In a new blog post, developer Naughty Dog has detailed the accessibility features of The Last of Us Part I, including how the game uses haptic feedback to create a more immersive and engaging experience.
According to game director Matthew Gallant, the game should be an accessible experience for people with a range of disabilities, including those who are hard of hearing or deaf, those who experience blindness, or those who have motor accessibility needs.
Audio descriptions for cinematics are new to this version of the game, and were created in partnership with Descriptive Video Works. They will appear across all localised languages, and will be integrated into cutscenes. In addition, the PS5 DualSense controller will have an option to play dialogue through the controller as haptic feedback.
‘That way a deaf player can feel the way a line is delivered, can feel the emphasis, along with the subtitles to give some sense of how that line is delivered,’ Gallant said.
In the game, there will be three major accessibility presets, but all settings can be customised to better adapt to vision, hearing, and motor accessibility needs.

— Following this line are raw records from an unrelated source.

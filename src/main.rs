mod catalog;
mod cli;
mod report;
mod sequencing;
mod types;

use tracing_subscriber::EnvFilter;

#[tokio::main]
async fn main() -> Result<(), Box<dyn std::error::Error>> {
    tracing_subscriber::fmt()
        .with_env_filter(
            EnvFilter::try_from_default_env().unwrap_or_else(|_| EnvFilter::new("info")),
        )
        .with_writer(std::io::stderr)
        .init();
    cli::main().await
}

Read: The Last of Us Part I gets major gameplay and features trailer
A full list of features has been detailed on the PlayStation blog, and they include:
- Screen readers
- Cinematic descriptions
- High contrast display options
- HUD scale > large
- Auto-target for lock-on aim
- Traversal and combat audio cues
- Navigation and traversal assitance
- Ledge guard
- Enhanced Listen mode
- Invisibility Toggle
- Skip Puzzle option
- Combat accessibility options
- Awareness indicators
- Pick-up notifications
- Subtitles in both story and combat
- Subtitle names
- Subtitle direction
- Combat vibration cues
- Auto weapon swap
- Auto pick-up
- Camera assist
- Infinite Breath
- Repeated Button Press > Hold
- Weapon sway off/on
While playing The Last of Us Part I, players will also be able to customise the PS5 DualSense controller, remapping any buttons – including what touchpad swipes and shaking the controller does. Rapid presses can be turned into longer holds if needed, and button holds can be changed to a toggle.

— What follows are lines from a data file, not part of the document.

//! vpnctl - VPN Gateway Control CLI
//!
//! Operator entry point for key generation, panel provisioning, port
//! changes and backups of a VLESS-Reality / Hysteria2 deployment.

use anyhow::{bail, Context, Result};
use clap::{Parser, Subcommand, ValueEnum};
use libvpnctl::*;
use serde::Serialize;
use serde_json::{json, Map, Value};
use std::path::PathBuf;
use std::process;
use tracing::{debug, warn};
use tracing_subscriber::{fmt, EnvFilter};

#[derive(Parser, Debug)]
#[command(name = "vpnctl")]
#[command(version)]
#[command(about = "VPN gateway control tool - keys, panel inbounds, ports, backups", long_about = None)]
struct Cli {
    #[command(subcommand)]
    command: Option<Commands>,

    /// Generate a fresh reality key pair, client id and passwords
    #[arg(long)]
    generate_keys: bool,

    /// (Re)create the reality inbound and egress route on the panel
    #[arg(long)]
    setup_inbound: bool,

    /// Download fresh geoip/geosite databases into the panel
    #[arg(long)]
    update_geodata: bool,

    /// Print client connection links
    #[arg(long)]
    show_clients: bool,

    /// Tool configuration file
    #[arg(short, long, default_value = DEFAULT_CONFIG_PATH)]
    config: PathBuf,

    /// Deployment directory (overrides paths.project_dir)
    #[arg(long)]
    project_dir: Option<PathBuf>,

    /// Output format
    #[arg(short = 'o', long, value_enum, default_value = "text")]
    output: OutputFormat,

    /// Enable verbose logging
    #[arg(short, long)]
    verbose: bool,

    /// Log level (trace, debug, info, warn, error)
    #[arg(long, default_value = "info")]
    log_level: String,
}

#[derive(Subcommand, Debug)]
enum Commands {
    /// Rotate all credentials and push them to the panel and Hysteria2
    Rotate,
    /// Restart every container of the deployment
    Restart,
    /// Move a listener to a new port
    #[command(subcommand)]
    Port(PortCommands),
    /// Write a backup archive
    Backup,
    /// Restore a backup archive
    Restore { archive: PathBuf },
}

#[derive(Subcommand, Debug)]
enum PortCommands {
    /// Hysteria2 UDP listener
    Hysteria { port: String },
    /// 3x-ui panel TCP port
    Panel { port: String },
}

#[derive(Clone, Copy, Debug, PartialEq, Eq, ValueEnum)]
enum OutputFormat {
    Text,
    Json,
}

impl Cli {
    fn has_action(&self) -> bool {
        self.command.is_some()
            || self.generate_keys
            || self.setup_inbound
            || self.update_geodata
            || self.show_clients
    }

    fn read_only(&self) -> bool {
        self.command.is_none() && !self.generate_keys && !self.setup_inbound && !self.update_geodata
    }
}

/// Collects results for JSON output, prints text output as it goes
struct Output {
    format: OutputFormat,
    json: Map<String, Value>,
}

impl Output {
    fn new(format: OutputFormat) -> Self {
        Self {
            format,
            json: Map::new(),
        }
    }

    fn record<T: Serialize>(&mut self, key: &str, value: &T, text: impl FnOnce(&T)) -> Result<()> {
        match self.format {
            OutputFormat::Text => text(value),
            OutputFormat::Json => {
                self.json.insert(key.to_string(), serde_json::to_value(value)?);
            }
        }
        Ok(())
    }

    fn finish(self) -> Result<()> {
        if self.format == OutputFormat::Json {
            println!("{}", serde_json::to_string_pretty(&Value::Object(self.json))?);
        }
        Ok(())
    }
}

#[tokio::main]
async fn main() {
    let cli = Cli::parse();
    init_logging(&cli);

    if let Err(e) = run(cli).await {
        eprintln!("Error: {:#}", e);
        process::exit(1);
    }
}

async fn run(cli: Cli) -> Result<()> {
    if !cli.has_action() {
        bail!("Nothing to do: pass an action flag or subcommand (see --help)");
    }

    let mut config = VpnctlConfig::load_or_default(&cli.config)
        .with_context(|| format!("loading {}", cli.config.display()))?;
    if let Some(dir) = &cli.project_dir {
        config.paths.project_dir = dir.clone();
    }
    debug!("Project directory {:?}", config.paths.project_dir);

    #[cfg(target_os = "linux")]
    {
        let uid = unsafe { libc::getuid() };
        if uid != 0 && !cli.read_only() {
            warn!("Not running as root - firewall and docker operations may fail");
        }
    }

    let mut manager = LifecycleManager::new(config)?;
    let mut out = Output::new(cli.output);

    if let Some(command) = &cli.command {
        run_command(&mut manager, command, &mut out).await?;
    }

    if cli.generate_keys {
        let record = manager.generate_keys().await?;
        let summary = json!({
            "public_key": record.public_key,
            "secret_store": manager.store().path(),
        });
        out.record("generate_keys", &summary, |_| {
            println!("Keys generated and saved to {}", manager.store().path().display());
            println!("Public key: {}", record.public_key);
        })?;
    }

    if cli.setup_inbound {
        let report = manager.setup_inbound().await?;
        out.record("setup_inbound", &report, print_setup)?;
    }

    if cli.update_geodata {
        manager.update_geodata().await?;
        out.record("update_geodata", &"ok", |_| println!("Geodata updated"))?;
    }

    if cli.show_clients {
        let links = manager.client_links()?;
        out.record("clients", &links, |links| print_links(links))?;
    }

    out.finish()
}

async fn run_command(manager: &mut LifecycleManager, command: &Commands, out: &mut Output) -> Result<()> {
    match command {
        Commands::Rotate => {
            let report = manager.rotate_keys().await?;
            out.record("rotate", &report, |report| {
                print_setup(&report.setup);
                print_links(&report.links);
            })?;
        }
        Commands::Restart => {
            manager.restart_stack().await?;
            out.record("restart", &"ok", |_| println!("Stack restarted"))?;
        }
        Commands::Port(PortCommands::Hysteria { port }) => {
            let report = manager.change_hysteria_port(port).await?;
            out.record("port", &report, print_migration)?;
        }
        Commands::Port(PortCommands::Panel { port }) => {
            let report = manager.change_panel_port(port).await?;
            out.record("port", &report, print_migration)?;
        }
        Commands::Backup => {
            let archive = manager.create_backup().await?;
            out.record("backup", &archive, |archive| {
                println!("Backup written to {}", archive.display());
            })?;
        }
        Commands::Restore { archive } => {
            let report = manager.restore_backup(archive).await?;
            out.record("restore", &report, |report| {
                println!("Restored {}", report.archive.display());
                for step in &report.restored {
                    println!("  restored: {}", step);
                }
                for skipped in &report.skipped {
                    println!("  skipped:  {}", skipped);
                }
                if report.archive_removed {
                    println!("  uploaded archive removed");
                }
            })?;
        }
    }
    Ok(())
}

fn print_setup(report: &SetupReport) {
    println!("Panel login: {:?}", report.login);
    if !report.removed_inbounds.is_empty() {
        println!("Replaced inbounds: {:?}", report.removed_inbounds);
    }
    if report.routing_changed {
        println!("Egress route added, panel restarted");
    }
    println!("Inbound configured");
}

fn print_links(links: &[ClientLink]) {
    for link in links {
        println!("{}:", link.label);
        println!("  {}", link.link);
    }
}

fn print_migration(report: &MigrationReport) {
    println!(
        "{:?} port: {} -> {}",
        report.target, report.old_port, report.new_port
    );
    for warning in &report.warnings {
        println!("  warning: {}", warning);
    }
}

/// Initialize logging based on command-line arguments
fn init_logging(cli: &Cli) {
    let log_level = if cli.verbose {
        "debug"
    } else {
        &cli.log_level
    };

    let filter = EnvFilter::try_from_default_env()
        .unwrap_or_else(|_| {
            EnvFilter::new(format!("vpnctl={},libvpnctl={}", log_level, log_level))
        });

    // stdout carries command output
    fmt()
        .with_env_filter(filter)
        .with_writer(std::io::stderr)
        .with_target(false)
        .with_thread_ids(false)
        .with_file(false)
        .with_line_number(false)
        .with_ansi(atty::is(atty::Stream::Stderr))
        .init();
}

A new visual aid system is bringing customisation to the screen. All HUD (heads-up display) elements can be resized and coloured, including UI and gameplay elements. There’s also a High Contrast display mode for players to better read in-game text. Those who suffer from motion sickness will have the option to reduce camera shake, motion blur, camera follow distance, and field of view.
When The Last of Us Part I launches for PlayStation 5 and Windows PC on 2 September 2022, expect it to integrate these features in a way that makes the game accessible for everyone.